■ What the task asks: Scan the listing below. Report each line that includes "instrument".

_ _ _ _ _

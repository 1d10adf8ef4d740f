//! Capture session management.

use std::sync::atomic::{AtomicBool, Ordering};
use std::sync::Arc;

use parking_lot::Mutex;
use tracing::{debug, info, instrument, warn};

use livemix_types::{MediaKind, SessionPreset, TrackId};

use crate::device::CaptureDevice;
use crate::error::CaptureError;
use crate::CaptureResult;

/// The platform capture session the pipeline binds devices through.
pub trait SessionBackend: Send + Sync {
    /// Bind `device` to `track`, replacing any previous binding. `None`
    /// unbinds the track.
    fn bind(
        &self,
        medium: MediaKind,
        track: TrackId,
        device: Option<&dyn CaptureDevice>,
    ) -> CaptureResult<()>;

    /// Start delivering frames from bound devices.
    fn start(&self) -> CaptureResult<()>;

    /// Stop delivering frames.
    fn stop(&self) -> CaptureResult<()>;

    /// Change the capture quality preset.
    fn set_preset(&self, preset: SessionPreset) -> CaptureResult<()>;

    /// Enable or disable concurrent multi-camera capture.
    fn set_multi_cam_enabled(&self, enabled: bool) -> CaptureResult<()>;

    /// Whether the hardware can run several cameras at once.
    fn supports_multi_cam(&self) -> bool;
}

/// A capture session shared by the audio and video capture units.
///
/// Every reconfiguration of the backend happens inside [`configure`],
/// which holds the session's configuration lock for the duration of the
/// closure.
///
/// [`configure`]: CaptureSession::configure
pub struct CaptureSession {
    backend: Arc<dyn SessionBackend>,
    configuration: Mutex<()>,
    is_running: AtomicBool,
    multi_cam_enabled: AtomicBool,
    preset: Mutex<SessionPreset>,
}

impl CaptureSession {
    /// Create a session over the given backend.
    pub fn new(backend: Arc<dyn SessionBackend>) -> Self {
        Self {
            backend,
            configuration: Mutex::new(()),
            is_running: AtomicBool::new(false),
            multi_cam_enabled: AtomicBool::new(false),
            preset: Mutex::new(SessionPreset::default()),
        }
    }

    /// Run `f` with exclusive access to the backend.
    pub fn configure<R>(
        &self,
        f: impl FnOnce(&dyn SessionBackend) -> CaptureResult<R>,
    ) -> CaptureResult<R> {
        let _scope = self.configuration.lock();
        f(self.backend.as_ref())
    }

    /// Start the session. Does nothing if it is already running.
    #[instrument(name = "capture_session_start", skip(self))]
    pub fn start_running(&self) -> CaptureResult<()> {
        let _scope = self.configuration.lock();
        if self.is_running.load(Ordering::SeqCst) {
            return Ok(());
        }

        self.backend.start()?;
        self.is_running.store(true, Ordering::SeqCst);
        info!("Capture session started");
        Ok(())
    }

    /// Stop the session. Does nothing if it is not running.
    #[instrument(name = "capture_session_stop", skip(self))]
    pub fn stop_running(&self) -> CaptureResult<()> {
        let _scope = self.configuration.lock();
        if !self.is_running.load(Ordering::SeqCst) {
            return Ok(());
        }

        self.backend.stop()?;
        self.is_running.store(false, Ordering::SeqCst);
        info!("Capture session stopped");
        Ok(())
    }

    /// Check if the session is running.
    pub fn is_running(&self) -> bool {
        self.is_running.load(Ordering::SeqCst)
    }

    /// Change the capture preset.
    pub fn set_preset(&self, preset: SessionPreset) -> CaptureResult<()> {
        let _scope = self.configuration.lock();
        let mut current = self.preset.lock();
        if *current == preset {
            return Ok(());
        }

        self.backend.set_preset(preset)?;
        debug!(?preset, "Session preset changed");
        *current = preset;
        Ok(())
    }

    /// Current capture preset.
    pub fn preset(&self) -> SessionPreset {
        *self.preset.lock()
    }

    /// Enable or disable multi-camera capture.
    pub fn set_multi_cam_enabled(&self, enabled: bool) -> CaptureResult<()> {
        let _scope = self.configuration.lock();
        if self.multi_cam_enabled.load(Ordering::SeqCst) == enabled {
            return Ok(());
        }

        if enabled && !self.backend.supports_multi_cam() {
            warn!("Multi-camera capture requested but not supported");
            return Err(CaptureError::Session(
                "multi-camera capture not supported".to_string(),
            ));
        }

        self.backend.set_multi_cam_enabled(enabled)?;
        self.multi_cam_enabled.store(enabled, Ordering::SeqCst);
        debug!(enabled, "Multi-camera session toggled");
        Ok(())
    }

    /// Check if multi-camera capture is enabled.
    pub fn is_multi_cam_enabled(&self) -> bool {
        self.multi_cam_enabled.load(Ordering::SeqCst)
    }
}
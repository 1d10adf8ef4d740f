//! Error types for the audio module.

use livemix_capture::CaptureError;
use livemix_types::{AudioFormat, BufferError, TrackId};
use thiserror::Error;

/// Errors that can occur during audio operations.
#[derive(Debug, Error)]
pub enum AudioError {
    /// Device binding or configuration failed.
    #[error(transparent)]
    Capture(#[from] CaptureError),

    /// A track's format differs from the main track's.
    #[error("Audio format mismatch on track {track}: expected {expected:?}, got {actual:?}")]
    FormatMismatch {
        track: TrackId,
        expected: AudioFormat,
        actual: AudioFormat,
    },

    /// A mixed buffer could not be built.
    #[error("Invalid audio buffer: {0}")]
    Buffer(#[from] BufferError),
}
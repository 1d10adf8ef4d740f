//! Mixer configuration.

use serde::{Deserialize, Serialize};

use crate::settings::{AudioMixerSettings, VideoMixerSettings};
use crate::types::SessionPreset;

/// Initial configuration applied when a mixer is created.
#[derive(Debug, Clone, PartialEq, Serialize, Deserialize)]
#[serde(default)]
pub struct MixerConfig {
    /// Target video frame rate and display tick rate.
    pub frame_rate: f64,

    /// Video mixing settings.
    pub video: VideoMixerSettings,

    /// Audio mixing settings.
    pub audio: AudioMixerSettings,

    /// Mix every attached microphone track instead of the main track only.
    pub multi_track_audio_mixing: bool,

    /// Allow several cameras to capture at once.
    pub multi_cam_session: bool,

    /// Capture quality preset.
    pub session_preset: SessionPreset,

    /// Route mixed audio to local playback.
    pub monitoring: bool,
}

impl Default for MixerConfig {
    fn default() -> Self {
        Self {
            frame_rate: crate::DEFAULT_FRAME_RATE,
            video: VideoMixerSettings::default(),
            audio: AudioMixerSettings::default(),
            multi_track_audio_mixing: false,
            multi_cam_session: false,
            session_preset: SessionPreset::default(),
            monitoring: false,
        }
    }
}
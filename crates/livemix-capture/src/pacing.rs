//! Frame-rate pacing for the mixed video stream.

use std::time::Duration;

/// Fraction of the frame interval a frame may arrive early and still be
/// emitted. Absorbs capture jitter around the nominal rate.
pub const FRAME_PACING_TOLERANCE: f64 = 0.25;

/// Drops frames that arrive faster than the target frame rate.
///
/// Frames are never held back or duplicated: a frame is either emitted
/// immediately or coalesced away.
#[derive(Debug, Clone)]
pub struct FramePacer {
    interval: Duration,
    last_emitted: Option<Duration>,
}

impl FramePacer {
    /// Create a pacer for `frame_rate` frames per second. A rate that is
    /// not a positive finite number disables pacing.
    pub fn new(frame_rate: f64) -> Self {
        Self {
            interval: interval_for(frame_rate),
            last_emitted: None,
        }
    }

    /// Change the target rate. The last emitted timestamp is kept.
    pub fn set_frame_rate(&mut self, frame_rate: f64) {
        self.interval = interval_for(frame_rate);
    }

    /// Target frame interval.
    pub fn interval(&self) -> Duration {
        self.interval
    }

    /// Decide whether the frame at `pts` is emitted.
    pub fn admit(&mut self, pts: Duration) -> bool {
        if let Some(last) = self.last_emitted {
            // A timestamp going backwards means the source restarted.
            if pts >= last {
                let min_gap = self.interval.mul_f64(1.0 - FRAME_PACING_TOLERANCE);
                if pts - last < min_gap {
                    return false;
                }
            }
        }

        self.last_emitted = Some(pts);
        true
    }

    /// Forget the last emitted frame.
    pub fn reset(&mut self) {
        self.last_emitted = None;
    }
}

fn interval_for(frame_rate: f64) -> Duration {
    if frame_rate.is_finite() && frame_rate > 0.0 {
        Duration::from_secs_f64(1.0 / frame_rate)
    } else {
        Duration::ZERO
    }
}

_ _ _ _ _

■ Written solution:
use tracing::{debug, info, instrument, warn};
    #[instrument(name = "capture_session_start", skip(self))]
    #[instrument(name = "capture_session_stop", skip(self))]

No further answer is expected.